Tuesday, October 17, 2006

Creation: Day 2 - Gen 1:6-8

What is the importance of water? Of course, in Bible study, whenever we come to something a bit difficult, we start thinking of what it might symbolize. But just for a minute, before we go running off in all directions looking for water symbolism, let's just ask ourselves what role real water plays in human existence.

Do you realize that most of our bodies are water? And how much of what we find necessary for existence — the air we breathe, the food we eat — is made up largely of H2O? Would life be possible on Earth without water? Most of the Earth's surface is consumed by oceans and lakes and rivers and perma-snow on mountain tops and at the two poles.

Now I'm not implying here that there is some super-scientific information here that the ancients would never have understood. Ancient Near Eastern kings knew water supply and water management was essential for the survival of their societies. In ancient Mesopotamia (Babylonia and Assyria) they expended huge amounts of public funds and public labor, just to assure the countryside of a reliable and salt-free supply of irrigation water. In ancient Egypt the Nile provided a plentiful supply, which was fortunate because it seldom rained in ancient Egypt! But the Nile flooding required mighty efforts of engineering to manage and distribute the annual inundation. Irrigation in Babylonia, Nile management in Egypt — what about the land we call Israel? In earliest times rainfall was supplemented by wells. Remember Abraham? He disputed with the local king Abimelech about his rights to use a well that Abraham had been using (Gen 21:25-31). Remember Isaac? Much of the little the Book of Genesis tells about Isaac is concerned with his digging and naming of wells (Gen 26:15-33). In the hill country where the densest Israelite settlements were to be found it was too high for irrigation. But in the period of the Israelite monarchy water had to be brought from distant sources to supplement the fickle and often meager seasonal rains. And much later in Jesus' day Herod and his successors constructed huge aqueducts to bring water to Jerusalem. Here is a photo of one of the reservoirs (pools) used in Judea by the Hasmonean kings (2nd c. BC):
Yes, water was very important.

Humans cannot live without water, nor can the animals that God was planning to create. But water has to be supplied in the correct proportions and at the right time. Too much water can be as detrimental to God's creatures as too little and too late. Floods have been major catastrophes for humans in all ages. A dam must have its sluices to release a controlled amount of water. What in the vivid poetic language of the Hebrew Bible are called "the windows of heaven" (Gen 7:11; 8:2; Mal 3:10) that God opens to send rain are like sluices in God's reservoir. They give the right amount of rain and at the right seasons. When God sent the universal flood to destroy the apostate world in Noah's days, he "opened the windows of heaven and broke open the floodgates of the lower waters". All of this beautiful language tells us that our God is in complete control of his well-designed universe and uses it to fulfill his purposes, which are always good.
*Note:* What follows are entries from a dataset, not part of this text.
use chrono::{DateTime, Utc};
use serde::Deserialize;
use std::{
    collections::BTreeMap,
    fs::File,
    io::BufReader,
    path::Path,
};

use crate::{
    error::{AppError, AppResult},
    models::{Movie, MovieTable, SimilarityMatrix},
};

/// The loaded movie table and its similarity matrix.
///
/// Built once at startup and shared read-only (`Arc<Catalog>`) by every request.
#[derive(Debug)]
pub struct Catalog {
    movies: MovieTable,
    similarity: SimilarityMatrix,
    loaded_at: DateTime<Utc>,
}

impl Catalog {
    /// Pairs a table with its matrix, checking that their sizes agree
    pub fn new(movies: MovieTable, similarity: SimilarityMatrix) -> AppResult<Self> {
        if similarity.dimension() != movies.len() {
            return Err(AppError::InvalidArgument(format!(
                "similarity matrix is {0}x{0} but the movie table has {1} rows",
                similarity.dimension(),
                movies.len()
            )));
        }

        Ok(Self {
            movies,
            similarity,
            loaded_at: Utc::now(),
        })
    }

    /// Reads both input files from disk
    pub fn load(movies_path: impl AsRef<Path>, similarity_path: impl AsRef<Path>) -> AppResult<Self> {
        let movies_path = movies_path.as_ref();
        let similarity_path = similarity_path.as_ref();

        let movies = load_movie_table(movies_path)?;
        let similarity = load_similarity_matrix(similarity_path)?;

        let catalog = Self::new(movies, similarity)
            .map_err(|e| AppError::data_load(similarity_path.display().to_string(), e))?;

        tracing::info!(
            movies = catalog.movies.len(),
            movies_path = %movies_path.display(),
            similarity_path = %similarity_path.display(),
            "Catalog loaded"
        );

        Ok(catalog)
    }

    pub fn movies(&self) -> &MovieTable {
        &self.movies
    }

    pub fn similarity(&self) -> &SimilarityMatrix {
        &self.similarity
    }

    pub fn loaded_at(&self) -> DateTime<Utc> {
        self.loaded_at
    }
}

/// On-disk layouts accepted for the movie table
#[derive(Debug, Deserialize)]
#[serde(untagged)]
enum MovieFile {
    /// `[{"movie_id": .., "title": ..}, ..]`
    Rows(Vec<Movie>),
    /// `{"movie_id": <column>, "title": <column>}`, other columns ignored
    Columns {
        movie_id: Column<i64>,
        title: Column<String>,
    },
}

#[derive(Debug, Deserialize)]
#[serde(untagged)]
enum Column<T> {
    List(Vec<T>),
    /// Keyed by row index, as written by a dataframe's `to_dict()`.
    /// Keys stay strings: integer keys don't survive untagged buffering.
    Indexed(BTreeMap<String, T>),
}

impl<T> Column<T> {
    fn into_values(self, name: &str) -> Result<Vec<T>, String> {
        match self {
            Column::List(values) => Ok(values),
            Column::Indexed(map) => {
                let mut rows = map
                    .into_iter()
                    .map(|(key, value)| {
                        key.parse::<usize>()
                            .map(|index| (index, value))
                            .map_err(|_| format!("column '{}' has non-numeric index '{}'", name, key))
                    })
                    .collect::<Result<Vec<_>, _>>()?;
                rows.sort_by_key(|(index, _)| *index);
                Ok(rows.into_iter().map(|(_, value)| value).collect())
            }
        }
    }
}

impl MovieFile {
    fn into_movies(self) -> Result<Vec<Movie>, String> {
        match self {
            MovieFile::Rows(movies) => Ok(movies),
            MovieFile::Columns { movie_id, title } => {
                let ids = movie_id.into_values("movie_id")?;
                let titles = title.into_values("title")?;
                if ids.len() != titles.len() {
                    return Err(format!(
                        "column lengths differ: movie_id has {}, title has {}",
                        ids.len(),
                        titles.len()
                    ));
                }
                Ok(ids
                    .into_iter()
                    .zip(titles)
                    .map(|(id, title)| Movie::new(id, title))
                    .collect())
            }
        }
    }
}

fn open(path: &Path) -> AppResult<BufReader<File>> {
    File::open(path)
        .map(BufReader::new)
        .map_err(|e| AppError::data_load(path.display().to_string(), e))
}

/// Loads the movie table from JSON
pub fn load_movie_table(path: &Path) -> AppResult<MovieTable> {
    let file: MovieFile = serde_json::from_reader(open(path)?).map_err(|e| {
        AppError::data_load(
            path.display().to_string(),
            format!("not a recognised movie table: {}", e),
        )
    })?;

    let movies = file
        .into_movies()
        .map_err(|msg| AppError::data_load(path.display().to_string(), msg))?;

    Ok(MovieTable::new(movies))
}

/// Loads the similarity matrix. `.bin` files are bincode, anything else JSON.
pub fn load_similarity_matrix(path: &Path) -> AppResult<SimilarityMatrix> {
    let reader = open(path)?;
    let location = path.display().to_string();

    let rows: Vec<Vec<f64>> = match path.extension().and_then(|ext| ext.to_str()) {
        Some("bin") => bincode::deserialize_from(reader)
            .map_err(|e| AppError::data_load(location.clone(), e))?,
        _ => serde_json::from_reader(reader).map_err(|e| AppError::data_load(location.clone(), e))?,
    };

    SimilarityMatrix::from_rows(rows).map_err(|e| AppError::data_load(location, e))
}
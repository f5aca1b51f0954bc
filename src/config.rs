use serde::Deserialize;

/// Application configuration loaded from environment variables
#[derive(Debug, Deserialize, Clone)]
pub struct Config {
    /// TMDB API key. Posters fall back to a placeholder when unset.
    #[serde(default)]
    pub tmdb_api_key: Option<String>,

    /// TMDB API base URL
    #[serde(default = "default_tmdb_api_url")]
    pub tmdb_api_url: String,

    /// Base URL that poster paths are appended to
    #[serde(default = "default_poster_base_url")]
    pub poster_base_url: String,

    /// Timeout for a single poster lookup, in seconds
    #[serde(default = "default_poster_timeout_secs")]
    pub poster_timeout_secs: u64,

    /// Path to the movie table file
    #[serde(default = "default_movies_path")]
    pub movies_path: String,

    /// Path to the similarity matrix file
    #[serde(default = "default_similarity_path")]
    pub similarity_path: String,

    /// Number of recommendations returned when the request doesn't specify one
    #[serde(default = "default_recommendation_count")]
    pub recommendation_count: usize,

    /// Redis connection URL. Poster caching is disabled when unset.
    #[serde(default)]
    pub redis_url: Option<String>,

    /// Server host address
    #[serde(default = "default_host")]
    pub host: String,

    /// Server port
    #[serde(default = "default_port")]
    pub port: u16,
}

fn default_tmdb_api_url() -> String {
    "https://api.themoviedb.org/3".to_string()
}

fn default_poster_base_url() -> String {
    "https://image.tmdb.org/t/p/w500/".to_string()
}

fn default_poster_timeout_secs() -> u64 {
    10
}

fn default_movies_path() -> String {
    "movies_dict.json".to_string()
}

fn default_similarity_path() -> String {
    "similarity.json".to_string()
}

fn default_recommendation_count() -> usize {
    5
}

fn default_host() -> String {
    "127.0.0.1".to_string()
}

fn default_port() -> u16 {
    3000
}

impl Config {
    /// Load configuration from environment variables
    pub fn from_env() -> anyhow::Result<Self> {
        dotenvy::dotenv().ok();
        Self::from_vars(std::env::vars())
    }

    /// Build configuration from an explicit set of variables
    pub fn from_vars<I>(vars: I) -> anyhow::Result<Self>
    where
        I: IntoIterator<Item = (String, String)>,
    {
        let config: Config = envy::from_iter(vars)
            .map_err(|e| anyhow::anyhow!("Failed to load config: {}", e))?;

        // An empty key in .env means "not configured"
        Ok(Config {
            tmdb_api_key: config.tmdb_api_key.filter(|key| !key.trim().is_empty()),
            redis_url: config.redis_url.filter(|url| !url.trim().is_empty()),
            ..config
        })
    }

    /// Socket address the server binds to
    pub fn bind_addr(&self) -> String {
        format!("{}:{}", self.host, self.port)
    }
}
use axum::{
    extract::State,
    http::StatusCode,
    middleware,
    routing::get,
    Json, Router,
};
use serde_json::{json, Value};
use tower::ServiceBuilder;
use tower_http::{cors::CorsLayer, trace::TraceLayer};

use crate::middleware::{make_span_with_request_id, request_id_middleware};

pub mod movies;
pub mod page;
pub mod recommendations;
mod state;

pub use state::{AppState, SharedState};

/// Creates the application router with all routes
pub fn create_router(state: SharedState) -> Router {
    Router::new()
        .route("/", get(page::index))
        .route("/health", get(health_check))
        .nest("/api/v1", api_routes())
        .layer(
            // Outermost first: the request id must exist before the trace span opens
            ServiceBuilder::new()
                .layer(CorsLayer::permissive())
                .layer(middleware::from_fn(request_id_middleware))
                .layer(TraceLayer::new_for_http().make_span_with(make_span_with_request_id)),
        )
        .with_state(state)
}

/// API routes under /api/v1
fn api_routes() -> Router<SharedState> {
    Router::new()
        .route("/movies", get(movies::list))
        .route(
            "/recommendations",
            get(recommendations::recommend_query).post(recommendations::recommend),
        )
}

/// Health check endpoint
async fn health_check(State(state): State<SharedState>) -> (StatusCode, Json<Value>) {
    let catalog = state.catalog();
    (
        StatusCode::OK,
        Json(json!({
            "status": "healthy",
            "movies": catalog.movies().len(),
            "loaded_at": catalog.loaded_at().to_rfc3339(),
        })),
    )
}
use std::sync::Arc;

use axum::http::{HeaderName, HeaderValue, StatusCode};
use axum_test::TestServer;
use serde_json::{json, Value};

use cinematch::{
    db::Catalog,
    error::{AppError, AppResult},
    models::{Movie, MovieTable, SimilarityMatrix},
    routes::{create_router, AppState},
    services::{
        posters::{NO_API_KEY_PLACEHOLDER, NO_IMAGE_PLACEHOLDER},
        providers::PosterProvider,
        PosterService, Recommender,
    },
};

/// Serves `/posters/{id}.jpg` for every movie except ID 3
struct StubPosterProvider {
    configured: bool,
}

#[async_trait::async_trait]
impl PosterProvider for StubPosterProvider {
    async fn fetch_poster(&self, movie_id: i64) -> AppResult<String> {
        if movie_id == 3 {
            return Err(AppError::PosterFetch("no poster_path".to_string()));
        }
        Ok(format!("https://image.test/posters/{}.jpg", movie_id))
    }

    fn is_configured(&self) -> bool {
        self.configured
    }

    fn name(&self) -> &'static str {
        "stub"
    }
}

fn catalog() -> Arc<Catalog> {
    catalog_with_titles(["A", "B", "C", "D"])
}

fn catalog_with_titles(titles: [&str; 4]) -> Arc<Catalog> {
    let movies = MovieTable::new(
        titles
            .iter()
            .zip(1..)
            .map(|(title, id)| Movie::new(id, *title))
            .collect(),
    );
    let similarity = SimilarityMatrix::from_rows(vec![
        vec![1.0, 0.9, 0.2, 0.5],
        vec![0.9, 1.0, 0.3, 0.4],
        vec![0.2, 0.3, 1.0, 0.6],
        vec![0.5, 0.4, 0.6, 1.0],
    ])
    .unwrap();

    Arc::new(Catalog::new(movies, similarity).unwrap())
}

fn create_test_server_with(configured: bool, default_k: usize) -> TestServer {
    create_test_server_for(catalog(), configured, default_k)
}

fn create_test_server_for(catalog: Arc<Catalog>, configured: bool, default_k: usize) -> TestServer {
    let state = Arc::new(AppState::new(
        Recommender::new(catalog, default_k),
        PosterService::new(Arc::new(StubPosterProvider { configured })),
    ));
    TestServer::new(create_router(state)).unwrap()
}

fn create_test_server() -> TestServer {
    create_test_server_with(true, 2)
}

#[tokio::test]
async fn test_health_check() {
    let server = create_test_server();
    let response = server.get("/health").await;
    response.assert_status_ok();

    let body: Value = response.json();
    assert_eq!(body["status"], "healthy");
    assert_eq!(body["movies"], 4);
    assert!(body["loaded_at"].is_string());
}

#[tokio::test]
async fn test_index_page() {
    let server = create_test_server();
    let response = server.get("/").await;
    response.assert_status_ok();
    let page = response.text();
    assert!(page.contains("Find Movies Like This"));
    // The selector submits the exact catalog title, not the rendered option text
    assert!(page.contains("option.value = movie.title"));
}

#[tokio::test]
async fn test_list_movies_in_table_order() {
    let server = create_test_server();
    let response = server.get("/api/v1/movies").await;
    response.assert_status_ok();

    let movies: Vec<Value> = response.json();
    let titles: Vec<&str> = movies.iter().map(|m| m["title"].as_str().unwrap()).collect();
    assert_eq!(titles, vec!["A", "B", "C", "D"]);
    assert_eq!(movies[3]["movie_id"], 4);
}

#[tokio::test]
async fn test_recommend_get_uses_default_k() {
    let server = create_test_server();
    let response = server
        .get("/api/v1/recommendations")
        .add_query_param("title", "A")
        .await;
    response.assert_status_ok();

    let body: Value = response.json();
    assert_eq!(body["query"], "A");
    assert_eq!(
        body["recommendations"],
        json!([
            { "title": "B", "movie_id": 2, "poster_url": "https://image.test/posters/2.jpg" },
            { "title": "D", "movie_id": 4, "poster_url": "https://image.test/posters/4.jpg" }
        ])
    );
}

#[tokio::test]
async fn test_recommend_post_with_k() {
    let server = create_test_server();
    let response = server
        .post("/api/v1/recommendations")
        .json(&json!({ "title": "A", "k": 3 }))
        .await;
    response.assert_status_ok();

    let body: Value = response.json();
    let recs = body["recommendations"].as_array().unwrap();
    let titles: Vec<&str> = recs.iter().map(|r| r["title"].as_str().unwrap()).collect();
    assert_eq!(titles, vec!["B", "D", "C"]);
}

#[tokio::test]
async fn test_failed_poster_gets_placeholder_without_dropping_others() {
    let server = create_test_server();
    let response = server
        .post("/api/v1/recommendations")
        .json(&json!({ "title": "D", "k": 3 }))
        .await;
    response.assert_status_ok();

    let body: Value = response.json();
    let recs = body["recommendations"].as_array().unwrap();
    assert_eq!(recs.len(), 3);
    assert_eq!(recs[0]["title"], "C");
    assert_eq!(recs[0]["poster_url"], NO_IMAGE_PLACEHOLDER);
    assert_eq!(recs[1]["poster_url"], "https://image.test/posters/1.jpg");
    assert_eq!(recs[2]["poster_url"], "https://image.test/posters/2.jpg");
}

#[tokio::test]
async fn test_missing_api_key_uses_placeholder() {
    let server = create_test_server_with(false, 5);
    let response = server
        .get("/api/v1/recommendations")
        .add_query_param("title", "B")
        .await;
    response.assert_status_ok();

    let body: Value = response.json();
    let recs = body["recommendations"].as_array().unwrap();
    assert_eq!(recs.len(), 3);
    assert!(recs.iter().all(|r| r["poster_url"] == NO_API_KEY_PLACEHOLDER));
}

#[tokio::test]
async fn test_title_with_surrounding_whitespace_matches_exactly() {
    let titles = catalog_with_titles(["Avatar ", "Up", "Heat", "Big  Fish"]);
    let server = create_test_server_for(titles, true, 2);

    let response = server
        .get("/api/v1/recommendations")
        .add_query_param("title", "Avatar ")
        .await;
    response.assert_status_ok();
    let body: Value = response.json();
    assert_eq!(body["query"], "Avatar ");
    let titles: Vec<&str> = body["recommendations"]
        .as_array()
        .unwrap()
        .iter()
        .map(|r| r["title"].as_str().unwrap())
        .collect();
    assert_eq!(titles, vec!["Up", "Big  Fish"]);

    let response = server
        .get("/api/v1/recommendations")
        .add_query_param("title", "Big  Fish")
        .await;
    response.assert_status_ok();

    let response = server
        .get("/api/v1/recommendations")
        .add_query_param("title", "Avatar")
        .await;
    response.assert_status(StatusCode::NOT_FOUND);
}

#[tokio::test]
async fn test_unknown_title_is_not_found() {
    let server = create_test_server();
    let response = server
        .get("/api/v1/recommendations")
        .add_query_param("title", "Z")
        .await;
    response.assert_status(StatusCode::NOT_FOUND);

    let body: Value = response.json();
    assert!(body["error"].as_str().unwrap().contains("Z"));
    assert!(body.get("recommendations").is_none());
}

#[tokio::test]
async fn test_negative_k_is_bad_request() {
    let server = create_test_server();
    let response = server
        .post("/api/v1/recommendations")
        .json(&json!({ "title": "A", "k": -1 }))
        .await;
    response.assert_status(StatusCode::BAD_REQUEST);
}

#[tokio::test]
async fn test_k_zero_returns_empty_list() {
    let server = create_test_server();
    let response = server
        .post("/api/v1/recommendations")
        .json(&json!({ "title": "A", "k": 0 }))
        .await;
    response.assert_status_ok();

    let body: Value = response.json();
    assert_eq!(body["recommendations"], json!([]));
}

#[tokio::test]
async fn test_repeated_requests_are_identical() {
    let server = create_test_server();
    let first: Value = server
        .get("/api/v1/recommendations")
        .add_query_param("title", "C")
        .await
        .json();
    let second: Value = server
        .get("/api/v1/recommendations")
        .add_query_param("title", "C")
        .await
        .json();
    assert_eq!(first, second);
}

#[tokio::test]
async fn test_request_id_is_echoed() {
    let server = create_test_server();
    let request_id = "5f8a7c1e-2b3d-4e6f-8a9b-0c1d2e3f4a5b";

    let response = server
        .get("/health")
        .add_header(
            HeaderName::from_static("x-request-id"),
            HeaderValue::from_static(request_id),
        )
        .await;

    assert_eq!(response.header("x-request-id"), request_id);
}

#[tokio::test]
async fn test_request_id_is_generated() {
    let server = create_test_server();
    let response = server.get("/health").await;

    let header = response.header("x-request-id");
    assert!(uuid::Uuid::parse_str(header.to_str().unwrap()).is_ok());
}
In order to create the home for His creatures (remember what we said earlier about chapters 1-3 being the constructing of the framework?) God first had to provide a mechanism for the steady and periodic release and supply of water. This he did, creating an upper reservoir and a lower one. The upper reservoir, which we today call cloud formations, is expressed here as "the waters above the expanse". The lower reservoir, which we today call the oceans, lakes, rivers, and the underground water table, our biblical text calls "the waters below the expanse".

Let us not worry about exactly how the ancient reader visualized this Cosmos with its zones and divisions. That is not important. God was basically telling His people in this chapter how he planned for their home, how he planned to supply them in a periodic manner (rains in season, rivers rising and flooding the fields, etc.— Gen 8:22) with the life-sustaining water that they needed.

God — like what he did on this day — is truly "good"!